## Dataset entries

//! Per-axis AABB collision resolution
//!
//! A body moves along X first and is pushed out of any overlapped obstacle,
//! then along Y. Obstacles are visited in level order and each correction is
//! applied in turn, so on conflicting overlaps the last one wins.

use serde::{Deserialize, Serialize};

use super::body::{Body, Rect};

/// Contact flags produced by one move
#[derive(Debug, Clone, Copy, Default, PartialEq, Eq)]
pub struct Contact {
    /// Landed on top of something this step
    pub grounded: bool,
    /// Pushed back while moving left
    pub blocked_left: bool,
    /// Pushed back while moving right
    pub blocked_right: bool,
    /// Hit the underside of something while rising
    pub hit_ceiling: bool,
}

impl Contact {
    pub fn blocked(&self) -> bool {
        self.blocked_left || self.blocked_right
    }
}

/// Level edges a body is kept inside. There is no top bound.
#[derive(Debug, Clone, Copy, PartialEq, Serialize, Deserialize)]
pub struct LevelBounds {
    pub left: f32,
    pub right: f32,
    pub bottom: f32,
}

impl LevelBounds {
    pub fn new(width: f32, height: f32) -> Self {
        Self {
            left: 0.0,
            right: width,
            bottom: height,
        }
    }

    pub fn width(&self) -> f32 {
        self.right - self.left
    }
}

/// True if `rect` overlaps any obstacle
pub fn overlaps_any(rect: &Rect, obstacles: &[Rect]) -> bool {
    obstacles.iter().any(|o| rect.overlaps(o))
}

/// Snap the body out of overlapped obstacles opposite its X travel.
/// Velocity is left alone; horizontal speed is re-derived next step.
pub fn resolve_horizontal(body: &mut Body, obstacles: &[Rect], contact: &mut Contact) {
    for obstacle in obstacles {
        if !body.rect().overlaps(obstacle) {
            continue;
        }
        if body.vel.x > 0.0 {
            body.pos.x = obstacle.pos.x - body.size.x;
            contact.blocked_right = true;
        } else if body.vel.x < 0.0 {
            body.pos.x = obstacle.right();
            contact.blocked_left = true;
        }
    }
}

/// Snap the body out of overlapped obstacles opposite its Y travel
pub fn resolve_vertical(body: &mut Body, obstacles: &[Rect], contact: &mut Contact) {
    for obstacle in obstacles {
        if !body.rect().overlaps(obstacle) {
            continue;
        }
        if body.vel.y > 0.0 {
            body.pos.y = obstacle.pos.y - body.size.y;
            body.vel.y = 0.0;
            contact.grounded = true;
        } else if body.vel.y < 0.0 {
            body.pos.y = obstacle.bottom();
            body.vel.y = 0.0;
            contact.hit_ceiling = true;
        }
    }
}

/// Move the body by its velocity, horizontal pass before vertical pass
pub fn move_and_collide(body: &mut Body, obstacles: &[Rect]) -> Contact {
    let mut contact = Contact::default();

    body.pos.x += body.vel.x;
    resolve_horizontal(body, obstacles, &mut contact);

    // Grounded is only ever set by a landing in this pass
    contact.grounded = false;
    body.pos.y += body.vel.y;
    resolve_vertical(body, obstacles, &mut contact);

    contact
}

/// Keep the body inside the level. Returns true if the bottom bound acted as
/// a floor this step.
pub fn clamp_to_bounds(body: &mut Body, bounds: &LevelBounds) -> bool {
    if body.pos.x < bounds.left {
        body.pos.x = bounds.left;
        body.vel.x = 0.0;
    }
    if body.pos.x + body.size.x > bounds.right {
        body.pos.x = bounds.right - body.size.x;
        body.vel.x = 0.0;
    }
    if body.pos.y + body.size.y > bounds.bottom {
        body.pos.y = bounds.bottom - body.size.y;
        body.vel.y = 0.0;
        return true;
    }
    false
}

## Task item
Take from the listing above each line in which the string "opposite" is found.

## Exercise answer
/// Snap the body out of overlapped obstacles opposite its X travel.
/// Snap the body out of overlapped obstacles opposite its Y travel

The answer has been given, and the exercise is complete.